Taos (N.M): American actor Alec Baldwin faces involuntary manslaughter charges carrying prison time in the fatal shooting of cinematographer Halyna Hutchins during the 2021 filming of the Western “Rust” in New Mexico.
Santa Fe’s top prosecutor, District Attorney Mary Carmack-Altwies, said on Thursday that the film’s armorer, Hannah Gutierrez-Reed, would also be charged with involuntary manslaughter. She said charges would be filed by the end of this month.
Hutchins’ family welcomed the announcement, while Baldwin attorney Luke Nikas said, “this decision distorts Halyna Hutchins’ tragic death and represents a terrible miscarriage of justice.”
The charging decision was met with surprise in Hollywood and followed more than a year of investigation after a pistol fired a live round in October 2021 as Baldwin, 64, was rehearsing with it on the set of the movie being filmed outside Santa Fe. The movie’s director, Joel Souza, was hit and wounded by the same .45-caliber bullet that killed Hutchins.
A Santa Fe County Sheriff’s Office investigation did not reveal how live ammunition got onto the set.
According to a police report, David Halls, the assistant director who handed the gun to Baldwin, told the actor it was “cold,” an industry term meaning it did not contain blank rounds. Halls signed a plea agreement for the charge of negligent use of a deadly weapon, Carmack-Altwies said in her statement. Gutierrez-Reed had handled the gun before Halls.
Prosecutors told several media outlets it was part of industry standards for actors to check that firearms were safe to handle and to follow basic gun rules such as not pointing weapons at people.
Baldwin has pushed back at that idea, saying firearm safety was the responsibility of the armorer and first director and that he was directed to aim the pistol at the cinematographer.
“On my watch, no one is above the law, and everyone deserves justice,” Carmack-Altwies said in a statement.
Prosecutors could face long odds securing a conviction, according to legal experts, who said that if on-set professionals told Baldwin the gun was not loaded, he wouldn’t be obligated to inspect it himself.
“It’s a very aggressive charging decision, and the defense has a strong case,” said personal injury attorney and former prosecutor Neama Rahmani, who was not involved in the “Rust” case. “Accidents like this are not enough for criminal liability.”
Baldwin and Gutierrez-Reed will be charged “in the alternative” with two counts of manslaughter, meaning a jury will decide not only if they were guilty, but under which definition of involuntary manslaughter, the prosecutor said.
Simple involuntary manslaughter for negligence is punishable by up to 18 months in jail and a $5,000 fine. Should prosecutors prove there was more than simple negligence involved in the use of a firearm, they could face a mandatory five-year jail term.
Baldwin has denied responsibility for Hutchins’ death and said he did not pull the trigger of the replica Pietta .45-caliber long Colt revolver.
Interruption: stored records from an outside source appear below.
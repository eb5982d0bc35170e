pub const SCHEMA: &str = r#"
-- Records that exist at most once, stored as JSON documents
CREATE TABLE IF NOT EXISTS singletons (
    key TEXT PRIMARY KEY,
    value TEXT NOT NULL,
    created_at TEXT DEFAULT (datetime('now')),
    updated_at TEXT DEFAULT (datetime('now'))
);

-- Named collections of managed endpoints
CREATE TABLE IF NOT EXISTS resource_groups (
    id INTEGER PRIMARY KEY AUTOINCREMENT,
    name TEXT NOT NULL,
    description TEXT NOT NULL DEFAULT '',
    labels TEXT NOT NULL DEFAULT '[]',                -- JSON array of {name, value}
    user_access_policies TEXT NOT NULL DEFAULT '{}',  -- JSON map user id -> policy
    team_access_policies TEXT NOT NULL DEFAULT '{}',  -- JSON map team id -> policy
    tag_ids TEXT NOT NULL DEFAULT '[]'                -- JSON array of tag ids
);

-- Prioritized permission bundles
CREATE TABLE IF NOT EXISTS roles (
    id INTEGER PRIMARY KEY AUTOINCREMENT,
    name TEXT NOT NULL,
    description TEXT NOT NULL DEFAULT '',
    priority INTEGER NOT NULL,
    authorizations INTEGER NOT NULL DEFAULT 0  -- bitmask
);

CREATE INDEX IF NOT EXISTS idx_roles_priority ON roles(priority);
"#;
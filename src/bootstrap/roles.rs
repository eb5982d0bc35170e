use tracing::{debug, info, warn};

use super::Ensured;
use crate::error::Result;
use crate::store::Store;
use crate::types::{AuthorizationProvider, Role, RoleArchetype};

#[derive(Debug, Clone, Copy, PartialEq, Eq)]
pub struct BuiltinRole {
    pub priority: i32,
    pub name: &'static str,
    pub description: &'static str,
    pub archetype: RoleArchetype,
}

/// Roles seeded into an empty store, in creation order.
pub const BUILTIN_ROLES: [BuiltinRole; 4] = [
    BuiltinRole {
        priority: 1,
        name: "Endpoint administrator",
        description: "Full control of all resources in an endpoint",
        archetype: RoleArchetype::Administrator,
    },
    BuiltinRole {
        priority: 2,
        name: "Helpdesk",
        description: "Read-only access of all resources in an endpoint",
        archetype: RoleArchetype::Helpdesk,
    },
    BuiltinRole {
        priority: 3,
        name: "Standard user",
        description: "Full control of assigned resources in an endpoint",
        archetype: RoleArchetype::StandardUser,
    },
    BuiltinRole {
        priority: 4,
        name: "Read-only user",
        description: "Read-only access of assigned resources in an endpoint",
        archetype: RoleArchetype::ReadOnlyUser,
    },
];

impl BuiltinRole {
    #[must_use]
    pub fn to_role<P: AuthorizationProvider + ?Sized>(&self, provider: &P) -> Role {
        Role {
            id: 0,
            name: self.name.to_string(),
            description: self.description.to_string(),
            priority: self.priority,
            authorizations: provider.authorizations_for(self.archetype),
        }
    }
}

/// Seeds the built-in role catalog when no roles exist at all.
///
/// Roles are created one at a time. A failure part way through leaves the
/// roles created so far in place.
pub fn ensure_roles<S, P>(store: &S, provider: &P) -> Result<Ensured>
where
    S: Store + ?Sized,
    P: AuthorizationProvider + ?Sized,
{
    let roles = store.roles()?;
    if !roles.is_empty() {
        debug!(count = roles.len(), "Roles already present");
        return Ok(Ensured::Existing);
    }

    for (created, builtin) in BUILTIN_ROLES.iter().enumerate() {
        match store.create_role(&builtin.to_role(provider)) {
            Ok(id) => info!(role_id = id, role = builtin.name, "Created built-in role"),
            Err(e) => {
                if created > 0 {
                    warn!(
                        created,
                        failed = builtin.name,
                        "Built-in role catalog left incomplete"
                    );
                }
                return Err(e);
            }
        }
    }

    Ok(Ensured::Created)
}
mod authorization;
mod models;

pub use authorization::*;
pub use models::*;
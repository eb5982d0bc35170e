use thiserror::Error;

#[derive(Debug, Error)]
pub enum Error {
    #[error("database error: {0}")]
    Database(#[from] rusqlite::Error),

    #[error("serialization error: {0}")]
    Serialization(#[from] serde_json::Error),

    /// The requested record does not exist. Callers branch on this variant,
    /// never on the message text.
    #[error("not found")]
    NotFound,

    #[error("already exists")]
    AlreadyExists,

    #[error("io error: {0}")]
    Io(#[from] std::io::Error),

    #[error("invalid configuration: {0}")]
    Config(String),

    #[error("failed to generate identifier: {0}")]
    IdGeneration(String),
}

pub type Result<T> = std::result::Result<T, Error>;
use std::path::Path;
use std::sync::Mutex;

use rusqlite::{Connection, OptionalExtension, Row, params};
use serde::Serialize;
use serde::de::DeserializeOwned;

use super::Store;
use super::schema::SCHEMA;
use crate::error::{Error, Result};
use crate::types::*;

const INSTANCE_ID_KEY: &str = "instance_id";
const SETTINGS_KEY: &str = "settings";
const REGISTRY_CREDENTIALS_KEY: &str = "registry_credentials";

pub struct SqliteStore {
    conn: Mutex<Connection>,
}

impl SqliteStore {
    pub fn new<P: AsRef<Path>>(db_path: P) -> Result<Self> {
        let conn = Connection::open(db_path)?;
        conn.pragma_update(None, "journal_mode", "WAL")?;

        Ok(Self {
            conn: Mutex::new(conn),
        })
    }

    /// Opens a private in-memory database.
    pub fn in_memory() -> Result<Self> {
        let conn = Connection::open_in_memory()?;

        Ok(Self {
            conn: Mutex::new(conn),
        })
    }

    fn conn(&self) -> std::sync::MutexGuard<'_, Connection> {
        self.conn.lock().unwrap_or_else(|e| e.into_inner())
    }

    fn get_singleton<T: DeserializeOwned>(&self, key: &str) -> Result<T> {
        let value: Option<String> = self
            .conn()
            .query_row(
                "SELECT value FROM singletons WHERE key = ?1",
                params![key],
                |row| row.get(0),
            )
            .optional()?;

        match value {
            Some(json) => Ok(serde_json::from_str(&json)?),
            None => Err(Error::NotFound),
        }
    }

    fn insert_singleton<T: Serialize>(&self, key: &str, value: &T) -> Result<()> {
        let json = serde_json::to_string(value)?;
        let result = self.conn().execute(
            "INSERT INTO singletons (key, value) VALUES (?1, ?2)",
            params![key, json],
        );

        match result {
            Ok(_) => Ok(()),
            Err(rusqlite::Error::SqliteFailure(err, _))
                if err.code == rusqlite::ErrorCode::ConstraintViolation =>
            {
                Err(Error::AlreadyExists)
            }
            Err(e) => Err(Error::from(e)),
        }
    }

    fn upsert_singleton<T: Serialize>(&self, key: &str, value: &T) -> Result<()> {
        let json = serde_json::to_string(value)?;
        self.conn().execute(
            "INSERT INTO singletons (key, value) VALUES (?1, ?2)
             ON CONFLICT(key) DO UPDATE SET value = excluded.value, updated_at = datetime('now')",
            params![key, json],
        )?;
        Ok(())
    }
}

fn json_column<T: DeserializeOwned>(row: &Row<'_>, idx: usize) -> rusqlite::Result<T> {
    let raw: String = row.get(idx)?;
    serde_json::from_str(&raw).map_err(|e| {
        rusqlite::Error::FromSqlConversionFailure(idx, rusqlite::types::Type::Text, Box::new(e))
    })
}

fn resource_group_from_row(row: &Row<'_>) -> rusqlite::Result<ResourceGroup> {
    Ok(ResourceGroup {
        id: row.get(0)?,
        name: row.get(1)?,
        description: row.get(2)?,
        labels: json_column(row, 3)?,
        user_access_policies: json_column(row, 4)?,
        team_access_policies: json_column(row, 5)?,
        tag_ids: json_column(row, 6)?,
    })
}

fn role_from_row(row: &Row<'_>) -> rusqlite::Result<Role> {
    Ok(Role {
        id: row.get(0)?,
        name: row.get(1)?,
        description: row.get(2)?,
        priority: row.get(3)?,
        authorizations: Authorizations::from(row.get::<_, i64>(4)? as u64),
    })
}

impl Store for SqliteStore {
    fn initialize(&self) -> Result<()> {
        self.conn().execute_batch(SCHEMA)?;
        Ok(())
    }

    // Instance identity

    fn instance_id(&self) -> Result<String> {
        self.get_singleton(INSTANCE_ID_KEY)
    }

    fn store_instance_id(&self, id: &str) -> Result<()> {
        self.insert_singleton(INSTANCE_ID_KEY, &id)
    }

    // Settings

    fn settings(&self) -> Result<Settings> {
        self.get_singleton(SETTINGS_KEY)
    }

    fn create_settings(&self, settings: &Settings) -> Result<()> {
        self.insert_singleton(SETTINGS_KEY, settings)
    }

    fn update_settings(&self, settings: &Settings) -> Result<()> {
        self.upsert_singleton(SETTINGS_KEY, settings)
    }

    // Registry credentials

    fn registry_credentials(&self) -> Result<RegistryCredentials> {
        self.get_singleton(REGISTRY_CREDENTIALS_KEY)
    }

    fn create_registry_credentials(&self, credentials: &RegistryCredentials) -> Result<()> {
        self.insert_singleton(REGISTRY_CREDENTIALS_KEY, credentials)
    }

    fn update_registry_credentials(&self, credentials: &RegistryCredentials) -> Result<()> {
        self.upsert_singleton(REGISTRY_CREDENTIALS_KEY, credentials)
    }

    // Resource group operations

    fn resource_groups(&self) -> Result<Vec<ResourceGroup>> {
        let conn = self.conn();
        let mut stmt = conn.prepare(
            "SELECT id, name, description, labels, user_access_policies, team_access_policies, tag_ids
             FROM resource_groups ORDER BY id",
        )?;

        let rows = stmt.query_map([], resource_group_from_row)?;

        rows.collect::<std::result::Result<Vec<_>, _>>()
            .map_err(Error::from)
    }

    fn resource_group(&self, id: i64) -> Result<ResourceGroup> {
        self.conn()
            .query_row(
                "SELECT id, name, description, labels, user_access_policies, team_access_policies, tag_ids
                 FROM resource_groups WHERE id = ?1",
                params![id],
                resource_group_from_row,
            )
            .optional()?
            .ok_or(Error::NotFound)
    }

    fn create_resource_group(&self, group: &ResourceGroup) -> Result<i64> {
        let conn = self.conn();
        conn.execute(
            "INSERT INTO resource_groups (name, description, labels, user_access_policies, team_access_policies, tag_ids)
             VALUES (?1, ?2, ?3, ?4, ?5, ?6)",
            params![
                group.name,
                group.description,
                serde_json::to_string(&group.labels)?,
                serde_json::to_string(&group.user_access_policies)?,
                serde_json::to_string(&group.team_access_policies)?,
                serde_json::to_string(&group.tag_ids)?,
            ],
        )?;
        Ok(conn.last_insert_rowid())
    }

    // Role operations

    fn roles(&self) -> Result<Vec<Role>> {
        let conn = self.conn();
        let mut stmt = conn.prepare(
            "SELECT id, name, description, priority, authorizations FROM roles ORDER BY id",
        )?;

        let rows = stmt.query_map([], role_from_row)?;

        rows.collect::<std::result::Result<Vec<_>, _>>()
            .map_err(Error::from)
    }

    fn role(&self, id: i64) -> Result<Role> {
        self.conn()
            .query_row(
                "SELECT id, name, description, priority, authorizations FROM roles WHERE id = ?1",
                params![id],
                role_from_row,
            )
            .optional()?
            .ok_or(Error::NotFound)
    }

    fn create_role(&self, role: &Role) -> Result<i64> {
        let conn = self.conn();
        conn.execute(
            "INSERT INTO roles (name, description, priority, authorizations) VALUES (?1, ?2, ?3, ?4)",
            params![
                role.name,
                role.description,
                role.priority,
                role.authorizations.bits() as i64,
            ],
        )?;
        Ok(conn.last_insert_rowid())
    }
}

#[cfg(test)]
mod tests {
    use super::*;
    use tempfile::TempDir;

    fn open_store(temp: &TempDir) -> SqliteStore {
        let store = SqliteStore::new(temp.path().join("test.db")).unwrap();
        store.initialize().unwrap();
        store
    }

    #[test]
    fn test_initialize_creates_tables() {
        let temp = TempDir::new().unwrap();
        let store = open_store(&temp);

        let conn = store.conn();
        let tables: Vec<String> = conn
            .prepare("SELECT name FROM sqlite_master WHERE type='table' ORDER BY name")
            .unwrap()
            .query_map([], |row| row.get(0))
            .unwrap()
            .collect::<std::result::Result<Vec<_>, _>>()
            .unwrap();

        assert!(tables.contains(&"singletons".to_string()));
        assert!(tables.contains(&"resource_groups".to_string()));
        assert!(tables.contains(&"roles".to_string()));
    }

    #[test]
    fn test_initialize_is_idempotent() {
        let temp = TempDir::new().unwrap();
        let store = open_store(&temp);
        store.store_instance_id("abc").unwrap();
        store.initialize().unwrap();
        assert_eq!(store.instance_id().unwrap(), "abc");
    }

    #[test]
    fn test_missing_singletons_are_not_found() {
        let store = SqliteStore::in_memory().unwrap();
        store.initialize().unwrap();

        assert!(matches!(store.instance_id(), Err(Error::NotFound)));
        assert!(matches!(store.settings(), Err(Error::NotFound)));
        assert!(matches!(store.registry_credentials(), Err(Error::NotFound)));
    }

    #[test]
    fn test_singleton_create_does_not_replace() {
        let temp = TempDir::new().unwrap();
        let store = open_store(&temp);

        store.store_instance_id("first").unwrap();
        let result = store.store_instance_id("second");
        assert!(matches!(result, Err(Error::AlreadyExists)));
        assert_eq!(store.instance_id().unwrap(), "first");
    }

    #[test]
    fn test_registry_credentials_update_replaces() {
        let temp = TempDir::new().unwrap();
        let store = open_store(&temp);

        store
            .create_registry_credentials(&RegistryCredentials::default())
            .unwrap();

        let custom = RegistryCredentials {
            authentication: true,
            username: "deploy".to_string(),
            password: "hunter2".to_string(),
        };
        store.update_registry_credentials(&custom).unwrap();
        assert_eq!(store.registry_credentials().unwrap(), custom);
    }

    #[test]
    fn test_resource_group_crud() {
        let temp = TempDir::new().unwrap();
        let store = open_store(&temp);

        let mut group = ResourceGroup::new("edge", "Edge devices");
        group.labels.push(Pair {
            name: "site".to_string(),
            value: "north".to_string(),
        });
        group.user_access_policies.insert(7, AccessPolicy { role_id: 3 });
        group.tag_ids.push(2);

        let id = store.create_resource_group(&group).unwrap();
        assert!(id > 0);

        let fetched = store.resource_group(id).unwrap();
        assert_eq!(fetched.id, id);
        assert_eq!(fetched.name, "edge");
        assert_eq!(fetched.labels, group.labels);
        assert_eq!(fetched.user_access_policies, group.user_access_policies);
        assert_eq!(fetched.tag_ids, vec![2]);

        assert_eq!(store.resource_groups().unwrap(), vec![fetched]);
        assert!(matches!(store.resource_group(id + 1), Err(Error::NotFound)));
    }

    #[test]
    fn test_role_authorizations_survive_storage() {
        let temp = TempDir::new().unwrap();
        let store = open_store(&temp);

        let role = Role {
            id: 0,
            name: "Operator".to_string(),
            description: "Keeps the lights on".to_string(),
            priority: 5,
            authorizations: Authorizations::all(),
        };

        let id = store.create_role(&role).unwrap();
        let fetched = store.role(id).unwrap();
        assert_eq!(fetched.authorizations, Authorizations::all());
        assert_eq!(fetched.priority, 5);
        assert_eq!(store.roles().unwrap(), vec![fetched]);
        assert!(matches!(store.role(id + 1), Err(Error::NotFound)));
    }
}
An FBI forensic test of the revolver found it “functioned normally” and would not fire without the trigger being pulled.
“Mr Baldwin had no reason to believe there was a live bullet in the gun — or anywhere on the movie set. He relied on the professionals with whom he worked, who assured him the gun did not have live rounds. We will fight these charges, and we will win,” his attorney Nikas said.
Firearms guidance from actors union SAG-AFTRA instructs performers to treat guns as though they are loaded with blanks and rely on weapons handlers to instruct them on use, including when they can safely point a firearm at someone on camera.
“An actor’s job is not to be a firearms or weapons expert,” the union said, slamming Carmack-Altwies’ charging decision as “uninformed.”
Among actors who spoke out in support of Baldwin was Kirk Acevedo who appeared in HBO’s “Band of Brothers.”
“Most actors have never even fired a real gun before. They have zero knowledge on handling fire arms, it’s up to the armorer or the prop master to show,” Acevedo sad on Twitter.
Brian Panish, a lawyer representing the Hutchins family, said his investigation found charges were warranted.
The cinematographer’s husband, Matt Hutchins, sued Baldwin in 2021, alleging the Emmy-winning “30 Rock” and “Saturday Night Live” actor, and others, disregarded standard industry safety practices. Hutchins last year reached a settlement in which he became an executive producer of “Rust.” Production was set to resume early in 2023 outside New Mexico.
New Mexico’s worker safety agency in April fined the film’s production company $137,000, the maximum amount possible, for what it described as “willful” safety lapses leading to Hutchins’ death.
Hours before the incident, camera operators walked off the set at the Bonanza Creek Ranch, south of Santa Fe, protesting against what they saw as poor set safety and working conditions.